A USB connected device could not only be a mouse, but running, say, an Arduino
or similar, record sound, broadcast data wirelessly (even over cellular
networks), and respond to an external remote control.

It could enter keystrokes into the computer. It could open a shell, pipe
arbitrary data into a file, execute the file as an application and communicate
over USB serial with the application on the computer.

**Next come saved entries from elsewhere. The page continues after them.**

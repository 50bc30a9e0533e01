//! ArUco/AprilTag dictionary selection.
//!
//! Only the dictionary *name* is configured here; the detection backend owns
//! the actual code tables.

use serde::{Deserialize, Serialize};
use std::fmt;
use std::str::FromStr;

/// Dictionary the backend should use for ArUco/AprilTag scanning.
#[allow(non_camel_case_types)]
#[derive(Clone, Copy, Debug, PartialEq, Eq, Hash, Serialize, Deserialize, Default)]
pub enum ArucoDictionary {
    DICT_4X4_50,
    DICT_4X4_100,
    DICT_4X4_250,
    DICT_4X4_1000,
    DICT_5X5_50,
    #[default]
    DICT_5X5_100,
    DICT_5X5_250,
    DICT_5X5_1000,
    DICT_6X6_50,
    DICT_6X6_100,
    DICT_6X6_250,
    DICT_6X6_1000,
    DICT_7X7_50,
    DICT_7X7_100,
    DICT_7X7_250,
    DICT_7X7_1000,
    DICT_APRILTAG_16h5,
    DICT_APRILTAG_25h9,
    DICT_APRILTAG_36h10,
    DICT_APRILTAG_36h11,
}

use ArucoDictionary::*;

/// Name, inner bits per side, number of marker ids.
const TABLE: [(ArucoDictionary, &str, usize, u32); 20] = [
    (DICT_4X4_50, "DICT_4X4_50", 4, 50),
    (DICT_4X4_100, "DICT_4X4_100", 4, 100),
    (DICT_4X4_250, "DICT_4X4_250", 4, 250),
    (DICT_4X4_1000, "DICT_4X4_1000", 4, 1000),
    (DICT_5X5_50, "DICT_5X5_50", 5, 50),
    (DICT_5X5_100, "DICT_5X5_100", 5, 100),
    (DICT_5X5_250, "DICT_5X5_250", 5, 250),
    (DICT_5X5_1000, "DICT_5X5_1000", 5, 1000),
    (DICT_6X6_50, "DICT_6X6_50", 6, 50),
    (DICT_6X6_100, "DICT_6X6_100", 6, 100),
    (DICT_6X6_250, "DICT_6X6_250", 6, 250),
    (DICT_6X6_1000, "DICT_6X6_1000", 6, 1000),
    (DICT_7X7_50, "DICT_7X7_50", 7, 50),
    (DICT_7X7_100, "DICT_7X7_100", 7, 100),
    (DICT_7X7_250, "DICT_7X7_250", 7, 250),
    (DICT_7X7_1000, "DICT_7X7_1000", 7, 1000),
    (DICT_APRILTAG_16h5, "DICT_APRILTAG_16h5", 4, 30),
    (DICT_APRILTAG_25h9, "DICT_APRILTAG_25h9", 5, 35),
    (DICT_APRILTAG_36h10, "DICT_APRILTAG_36h10", 6, 2320),
    (DICT_APRILTAG_36h11, "DICT_APRILTAG_36h11", 6, 587),
];

impl ArucoDictionary {
    fn entry(self) -> &'static (ArucoDictionary, &'static str, usize, u32) {
        // TABLE is in declaration order.
        &TABLE[self as usize]
    }

    /// OpenCV-style name, e.g. `"DICT_5X5_100"`.
    pub fn name(self) -> &'static str {
        self.entry().1
    }

    /// Marker side length in inner bits.
    pub fn marker_bits(self) -> usize {
        self.entry().2
    }

    /// Number of distinct marker ids in the dictionary.
    pub fn capacity(self) -> u32 {
        self.entry().3
    }

    pub fn is_apriltag(self) -> bool {
        matches!(
            self,
            DICT_APRILTAG_16h5 | DICT_APRILTAG_25h9 | DICT_APRILTAG_36h10 | DICT_APRILTAG_36h11
        )
    }

    /// Look up a dictionary by name (case-insensitive).
    pub fn from_name(name: &str) -> Option<Self> {
        TABLE
            .iter()
            .find(|(_, n, _, _)| n.eq_ignore_ascii_case(name))
            .map(|(d, _, _, _)| *d)
    }

    pub fn all() -> impl Iterator<Item = ArucoDictionary> {
        TABLE.iter().map(|(d, _, _, _)| *d)
    }
}

impl fmt::Display for ArucoDictionary {
    fn fmt(&self, f: &mut fmt::Formatter<'_>) -> fmt::Result {
        f.write_str(self.name())
    }
}

#[derive(thiserror::Error, Debug, PartialEq, Eq)]
#[error("unknown ArUco dictionary `{0}`")]
pub struct UnknownDictionary(pub String);

impl FromStr for ArucoDictionary {
    type Err = UnknownDictionary;

    fn from_str(s: &str) -> Result<Self, Self::Err> {
        Self::from_name(s).ok_or_else(|| UnknownDictionary(s.to_owned()))
    }
}

#[cfg(test)]
mod tests {
    use super::*;

    #[test]
    fn table_matches_declaration_order() {
        for (idx, (dict, name, _, _)) in TABLE.iter().enumerate() {
            assert_eq!(*dict as usize, idx, "{name} out of order");
            assert_eq!(dict.name(), *name);
            assert_eq!(format!("{dict:?}"), *name);
        }
    }

    #[test]
    fn lookup_is_case_insensitive() {
        assert_eq!("dict_5x5_100".parse(), Ok(DICT_5X5_100));
        assert_eq!(ArucoDictionary::from_name("DICT_APRILTAG_36h11"), Some(DICT_APRILTAG_36h11));
        assert!("DICT_9X9_1".parse::<ArucoDictionary>().is_err());
    }

    #[test]
    fn metadata_is_consistent() {
        assert_eq!(ArucoDictionary::default(), DICT_5X5_100);
        assert_eq!(DICT_5X5_100.marker_bits(), 5);
        assert_eq!(DICT_5X5_100.capacity(), 100);
        assert!(DICT_APRILTAG_16h5.is_apriltag());
        assert!(!DICT_7X7_1000.is_apriltag());
        assert_eq!(ArucoDictionary::all().count(), 20);
    }

    #[test]
    fn serializes_with_opencv_names() {
        let json = serde_json::to_string(&DICT_6X6_250).expect("serialize");
        assert_eq!(json, "\"DICT_6X6_250\"");
    }
}
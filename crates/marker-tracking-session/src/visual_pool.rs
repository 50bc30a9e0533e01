//! Renderable handles owned by the session.

use std::collections::{BTreeMap, HashMap};
use std::sync::{Mutex, MutexGuard, PoisonError};

use log::debug;
use marker_tracking_core::{VisualHandleId, VisualPolicy};
use marker_tracking_registry::VisualAllocator;
use serde::Serialize;

/// State of one renderable.
#[derive(Clone, Debug, PartialEq, Serialize)]
pub struct VisualHandle {
    pub id: VisualHandleId,
    /// Uniform scale, i.e. the marker edge length in meters.
    pub scale_m: f32,
    pub visible: bool,
    /// Identities currently bound to this handle, in binding order.
    pub bound: Vec<String>,
}

#[derive(Debug, Default)]
struct PoolState {
    handles: BTreeMap<VisualHandleId, VisualHandle>,
    by_identity: HashMap<String, VisualHandleId>,
    next_id: u32,
}

impl PoolState {
    fn create(&mut self, scale_m: f32) -> VisualHandleId {
        let id = VisualHandleId(self.next_id);
        self.next_id += 1;
        self.handles.insert(
            id,
            VisualHandle {
                id,
                scale_m,
                visible: false,
                bound: Vec::new(),
            },
        );
        id
    }
}

/// Pool of visual handles, allocated according to a [`VisualPolicy`].
///
/// With [`VisualPolicy::Shared`] every new identity rebinds the same single
/// handle, so only the most recent marker is represented at its own scale.
#[derive(Debug)]
pub struct VisualPool {
    policy: VisualPolicy,
    state: Mutex<PoolState>,
}

impl VisualPool {
    pub fn new(policy: VisualPolicy) -> Self {
        Self {
            policy,
            state: Mutex::new(PoolState::default()),
        }
    }

    fn lock(&self) -> MutexGuard<'_, PoolState> {
        self.state.lock().unwrap_or_else(PoisonError::into_inner)
    }

    pub fn policy(&self) -> VisualPolicy {
        self.policy
    }

    pub fn handle(&self, id: VisualHandleId) -> Option<VisualHandle> {
        self.lock().handles.get(&id).cloned()
    }

    pub fn handle_for(&self, identity: &str) -> Option<VisualHandle> {
        let state = self.lock();
        let id = state.by_identity.get(identity)?;
        state.handles.get(id).cloned()
    }

    /// All handles ordered by id.
    pub fn handles(&self) -> Vec<VisualHandle> {
        self.lock().handles.values().cloned().collect()
    }

    pub fn len(&self) -> usize {
        self.lock().handles.len()
    }

    pub fn is_empty(&self) -> bool {
        self.lock().handles.is_empty()
    }

    /// Unbind `identity`. A per-identity handle is destroyed; the shared
    /// handle is hidden once nothing is bound to it.
    pub fn release(&self, identity: &str) -> Option<VisualHandleId> {
        let mut state = self.lock();
        let id = state.by_identity.remove(identity)?;
        match self.policy {
            VisualPolicy::PerIdentity => {
                state.handles.remove(&id);
            }
            VisualPolicy::Shared => {
                if let Some(handle) = state.handles.get_mut(&id) {
                    handle.bound.retain(|b| b != identity);
                    if handle.bound.is_empty() {
                        handle.visible = false;
                    }
                }
            }
        }
        debug!("released {id} from {identity}");
        Some(id)
    }
}

impl VisualAllocator for VisualPool {
    fn acquire(&self, identity: &str, size_m: f32) -> Option<VisualHandleId> {
        let mut state = self.lock();
        if let Some(id) = state.by_identity.get(identity).copied() {
            return Some(id);
        }
        let id = match self.policy {
            VisualPolicy::Shared => {
                let existing = state.handles.keys().next().copied();
                match existing {
                    Some(id) => id,
                    None => state.create(size_m),
                }
            }
            VisualPolicy::PerIdentity => state.create(size_m),
        };
        let handle = state.handles.get_mut(&id)?;
        handle.scale_m = size_m;
        handle.visible = true;
        handle.bound.push(identity.to_owned());
        state.by_identity.insert(identity.to_owned(), id);
        debug!("bound {id} to {identity} at {size_m} m");
        Some(id)
    }
}
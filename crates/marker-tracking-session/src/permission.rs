use crossbeam_channel::Sender;

use crate::events::{Capability, PermissionOutcome, SessionEvent};

/// External permission subsystem.
pub trait PermissionService {
    /// Start a permission request. The outcome is reported later through
    /// `responder`, from any thread.
    fn request(&mut self, capability: Capability, responder: PermissionResponder);
}

/// Single-shot continuation for a permission request.
///
/// `resolve` consumes the responder, so an outcome is delivered at most once.
#[derive(Debug)]
#[must_use = "a dropped responder leaves the session awaiting permission"]
pub struct PermissionResponder {
    capability: Capability,
    tx: Sender<SessionEvent>,
}

impl PermissionResponder {
    pub(crate) fn new(capability: Capability, tx: Sender<SessionEvent>) -> Self {
        Self { capability, tx }
    }

    pub fn capability(&self) -> Capability {
        self.capability
    }

    pub fn resolve(self, outcome: PermissionOutcome) {
        // A closed inbox means the controller is gone; nothing left to notify.
        let _ = self.tx.send(SessionEvent::Permission(outcome));
    }

    pub fn grant(self) {
        self.resolve(PermissionOutcome::Granted)
    }

    pub fn deny(self) {
        self.resolve(PermissionOutcome::Denied)
    }
}

/// Permission service that answers every request with a fixed outcome.
#[derive(Clone, Copy, Debug)]
pub struct FixedPermission(pub PermissionOutcome);

impl PermissionService for FixedPermission {
    fn request(&mut self, _capability: Capability, responder: PermissionResponder) {
        responder.resolve(self.0);
    }
}

/// Permission service that parks the responder until the host answers.
#[derive(Debug, Default)]
pub struct DeferredPermission {
    pending: Option<PermissionResponder>,
}

impl DeferredPermission {
    pub fn is_pending(&self) -> bool {
        self.pending.is_some()
    }

    /// Resolve the parked request; returns `false` if nothing was pending.
    pub fn answer(&mut self, outcome: PermissionOutcome) -> bool {
        match self.pending.take() {
            Some(responder) => {
                responder.resolve(outcome);
                true
            }
            None => false,
        }
    }
}

impl PermissionService for DeferredPermission {
    fn request(&mut self, _capability: Capability, responder: PermissionResponder) {
        self.pending = Some(responder);
    }
}
use std::sync::{Arc, Mutex, PoisonError};

use crossbeam_channel::{unbounded, Receiver, Sender};
use marker_tracking_core::DetectionEvent;

/// Fan-out of detection events to every live subscriber.
///
/// Cloning shares the subscriber list, so a sensor thread can publish while
/// the session subscribes and unsubscribes.
#[derive(Clone, Debug, Default)]
pub struct DetectionFeed {
    subscribers: Arc<Mutex<Vec<Sender<DetectionEvent>>>>,
}

impl DetectionFeed {
    pub fn new() -> Self {
        Self::default()
    }

    pub fn subscribe(&self) -> Receiver<DetectionEvent> {
        let (tx, rx) = unbounded();
        self.subscribers
            .lock()
            .unwrap_or_else(PoisonError::into_inner)
            .push(tx);
        rx
    }

    /// Deliver `event` to all subscribers, pruning the ones that hung up.
    /// Returns the number of subscribers reached.
    pub fn publish(&self, event: DetectionEvent) -> usize {
        let mut subscribers = self
            .subscribers
            .lock()
            .unwrap_or_else(PoisonError::into_inner);
        subscribers.retain(|tx| tx.send(event.clone()).is_ok());
        subscribers.len()
    }

    pub fn subscriber_count(&self) -> usize {
        self.subscribers
            .lock()
            .unwrap_or_else(PoisonError::into_inner)
            .len()
    }
}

Another example: [http://hackaday.com/2013/01/26/extracting-data-with-usb-
hid/](http://hackaday.com/2013/01/26/extracting-data-with-usb-hid/)

------
Shivetya
The official report in PDF form is at
[http://www.oig.doc.gov/OIGPublications/OIG-13-027-A.pdf](http://www.oig.doc.gov/OIGPublications/OIG-13-027-A.pdf)

Worrisome is that they got so far before someone put a stop to it. I wonder
how widespread such thinking, or lack thereof, is?

------
ars
The solution here (if you want to solve this) is go work there!

Apply for jobs at clueless government agencies and solve the problem from the
inside. Not just this agency, FBI, NSA, CIA - all the agencies you love to
criticize.

Regulatory capture also works in a different way: The people who are most
interested in something are the ones who will work on it. So environmental
boards (for example) get "captured" by environmental extremists since they are
the ones most motivated to run. Then you get stupid laws like banning plastic
bags in favor of environmentally worse paper.

This is probably not the best option for a young "hotshot", but if you are a
bit older and want more stability in your life go apply at exactly the place
you most criticize.

------
duncan_bayne
Devil's advocate here (I happen to agree that the agency is clueless): what if
they were concerned about cracked devices ... perhaps keyloggers, that sort of
thing?

They claim to have been concerned about espionage, perhaps hardware
destruction is a reasonable response.

------
Yaa101
The CIO is a big idiot and should pay this out own pocket.